### What the exercise asks
Find the word "AppError" in the listing; pull out each line holding it.

### Records shown

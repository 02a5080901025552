//! Login decision logic.
//!
//! `LoginGuard` is the capability surface a host adapter wires its
//! post-authentication hook and scheduled task into. It never validates or
//! mutates credentials itself; it only observes logins that another
//! component has already authenticated.

use crate::config::{FailPolicy, GuardianConfig};
use crate::models::{AgentCredentials, UserHashLink};
use crate::services::guardiankey::{AccessCheckRequest, RiskClient};
use crate::services::store::AgentStore;
use agent_core::error::AppError;
use serde::Deserialize;
use std::sync::Arc;
use tokio::sync::Mutex;
use validator::Validate;

/// One successful (or failed) authentication observed by the host.
#[derive(Debug, Clone, Deserialize, Validate)]
pub struct LoginEvent {
    #[validate(length(min = 1, message = "Username cannot be empty"))]
    pub username: String,
    #[validate(email(message = "Invalid email address"))]
    pub email: String,
    pub ip: Option<String>,
    pub user_agent: Option<String>,
    #[serde(default)]
    pub login_failed: bool,
}

/// What the host must do with the session.
///
/// A `Block` means the session is terminated immediately and the browser is
/// sent to the redirect target; it is never subject to the interactive
/// confirmation used for user-initiated logout.
#[derive(Debug, Clone, PartialEq, Eq)]
pub enum Decision {
    Allow,
    Block { redirect: String },
}

impl Decision {
    pub fn is_block(&self) -> bool {
        matches!(self, Decision::Block { .. })
    }
}

/// Result of one scheduled registration tick.
#[derive(Debug, Clone, PartialEq, Eq)]
pub enum SyncOutcome {
    AlreadyRegistered,
    Registered,
}

pub struct LoginGuard {
    config: GuardianConfig,
    store: Arc<dyn AgentStore>,
    client: Arc<dyn RiskClient>,
    registration_lock: Mutex<()>,
}

impl LoginGuard {
    pub fn new(
        config: GuardianConfig,
        store: Arc<dyn AgentStore>,
        client: Arc<dyn RiskClient>,
    ) -> Self {
        Self {
            config,
            store,
            client,
            registration_lock: Mutex::new(()),
        }
    }

    pub fn config(&self) -> &GuardianConfig {
        &self.config
    }

    /// Decide what happens to an authenticated session.
    pub async fn on_authenticated(&self, login: &LoginEvent) -> Result<Decision, AppError> {
        let creds = match self.store.load_credentials().await? {
            Some(creds) if creds.is_registered() => creds,
            _ => {
                tracing::debug!("Agent not registered yet, letting login proceed");
                return Ok(Decision::Allow);
            }
        };

        // Record the hash so inbound events can be routed back to this user.
        let link = UserHashLink::new(&creds.agent_id, &login.username, &login.email);
        if let Err(e) = self.store.upsert_user_link(&link).await {
            tracing::error!(error = %e, username = %login.username, "Failed to record user hash");
        }

        let request = AccessCheckRequest {
            username: login.username.clone(),
            email: login.email.clone(),
            ip: login.ip.clone(),
            user_agent: login.user_agent.clone(),
            service: creds.service_name.clone(),
            login_failed: login.login_failed,
            reverse_dns: creds.reverse_dns,
            time: chrono::Utc::now().timestamp(),
        };

        if self.config.remote.active {
            self.blocking_check(&creds, &request).await
        } else {
            self.audit_only(creds, request);
            Ok(Decision::Allow)
        }
    }

    async fn blocking_check(
        &self,
        creds: &AgentCredentials,
        request: &AccessCheckRequest,
    ) -> Result<Decision, AppError> {
        match self.client.check_access(creds, request).await {
            Ok(verdict) => {
                if verdict.is_block() {
                    tracing::warn!(
                        username = %request.username,
                        "Risk service blocked the login, terminating session"
                    );
                    Ok(self.block_decision())
                } else {
                    tracing::debug!(
                        username = %request.username,
                        verdict = %verdict,
                        "Login allowed"
                    );
                    Ok(Decision::Allow)
                }
            }
            Err(e) => {
                tracing::error!(
                    error = %e,
                    username = %request.username,
                    "Access check failed, applying fail policy"
                );
                match self.config.remote.fail_policy {
                    FailPolicy::Open => Ok(Decision::Allow),
                    FailPolicy::Closed => Ok(self.block_decision()),
                }
            }
        }
    }

    /// Fire-and-forget audit event; failures are logged inside the task.
    fn audit_only(&self, creds: AgentCredentials, request: AccessCheckRequest) {
        let client = Arc::clone(&self.client);
        tokio::spawn(async move {
            if let Err(e) = client.send_event(&creds, &request).await {
                tracing::error!(
                    error = %e,
                    username = %request.username,
                    "Failed to send audit event"
                );
            }
        });
    }

    fn block_decision(&self) -> Decision {
        Decision::Block {
            redirect: self.config.remote.landing_url.clone(),
        }
    }

    /// Register the agent if no key is configured yet.
    ///
    /// The lock plus the re-check under it keeps overlapping ticks from
    /// registering two agents for the same deployment.
    pub async fn on_scheduled_tick(&self) -> Result<SyncOutcome, AppError> {
        if self.is_registered().await? {
            return Ok(SyncOutcome::AlreadyRegistered);
        }

        let _guard = self.registration_lock.lock().await;
        if self.is_registered().await? {
            return Ok(SyncOutcome::AlreadyRegistered);
        }

        let registration = self
            .client
            .register(
                &self.config.remote.admin_email,
                "webhook",
                serde_json::json!({ "webhook_url": self.config.webhook_url() }),
            )
            .await?;

        if registration.agent_id.is_empty() {
            return Err(AppError::RemoteService(anyhow::anyhow!(
                "Registration returned an empty agent id"
            )));
        }

        let creds = AgentCredentials {
            agent_id: registration.agent_id,
            key: registration.key,
            iv: registration.iv,
            org_id: registration.org_id,
            auth_group_id: registration.auth_group_id,
            service_name: self.config.service_name.clone(),
            salt: random_salt(),
            reverse_dns: self.config.remote.reverse_dns,
        };
        self.store.save_credentials(&creds).await?;

        tracing::info!(agent_id = %creds.agent_id, "Agent registered with the risk service");
        Ok(SyncOutcome::Registered)
    }

    async fn is_registered(&self) -> Result<bool, AppError> {
        Ok(self
            .store
            .load_credentials()
            .await?
            .map(|c| c.is_registered())
            .unwrap_or(false))
    }

    // The guard only observes logins; every credential-mutation capability
    // is disabled.

    pub fn validates_credentials(&self) -> bool {
        false
    }

    pub fn supports_password_change(&self) -> bool {
        false
    }

    pub fn supports_password_reset(&self) -> bool {
        false
    }

    pub fn change_password_url(&self) -> Option<String> {
        None
    }
}

fn random_salt() -> String {
    use rand::RngCore;
    let mut bytes = [0u8; 16];
    rand::thread_rng().fill_bytes(&mut bytes);
    hex::encode(bytes)
}
use crate::models::ThreatEvent;
use crate::services::crypto;
use crate::startup::AppState;
use agent_core::error::AppError;
use axum::{extract::State, http::StatusCode, Json};
use serde::{Deserialize, Serialize};

/// Sealed event delivery from the risk service. The HMAC signature on the
/// request has already been verified by the middleware.
#[derive(Debug, Deserialize)]
pub struct WebhookDelivery {
    pub agent_id: String,
    pub payload: String,
}

#[derive(Debug, Serialize)]
pub struct WebhookResponse {
    pub status: &'static str,
}

#[tracing::instrument(skip(state, delivery))]
pub async fn receive_event(
    State(state): State<AppState>,
    Json(delivery): Json<WebhookDelivery>,
) -> Result<(StatusCode, Json<WebhookResponse>), AppError> {
    let creds = state
        .store
        .load_credentials()
        .await?
        .filter(|c| c.is_registered())
        .ok_or(AppError::NotRegistered)?;

    if delivery.agent_id != creds.agent_id {
        return Err(AppError::AuthError(anyhow::anyhow!(
            "Delivery addressed to a different agent"
        )));
    }

    let plaintext = crypto::open(&creds, &delivery.payload)?;
    let event: ThreatEvent = serde_json::from_slice(&plaintext)
        .map_err(|e| AppError::BadRequest(anyhow::anyhow!("Malformed event payload: {}", e)))?;

    let status = match state.events.process_event(&event).await {
        Ok(_) => "processed",
        // Events for hashes this deployment has never seen are dropped.
        Err(AppError::UnknownUserHash(_)) => "ignored",
        Err(e) => return Err(e),
    };

    Ok((StatusCode::OK, Json(WebhookResponse { status })))
}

### Answer box
use agent_core::error::AppError;
    pub async fn on_authenticated(&self, login: &LoginEvent) -> Result<Decision, AppError> {
    ) -> Result<Decision, AppError> {
    pub async fn on_scheduled_tick(&self) -> Result<SyncOutcome, AppError> {
            return Err(AppError::RemoteService(anyhow::anyhow!(
    async fn is_registered(&self) -> Result<bool, AppError> {
use agent_core::error::AppError;
) -> Result<(StatusCode, Json<WebhookResponse>), AppError> {
        .ok_or(AppError::NotRegistered)?;
        return Err(AppError::AuthError(anyhow::anyhow!(
        .map_err(|e| AppError::BadRequest(anyhow::anyhow!("Malformed event payload: {}", e)))?;
        Err(AppError::UnknownUserHash(_)) => "ignored",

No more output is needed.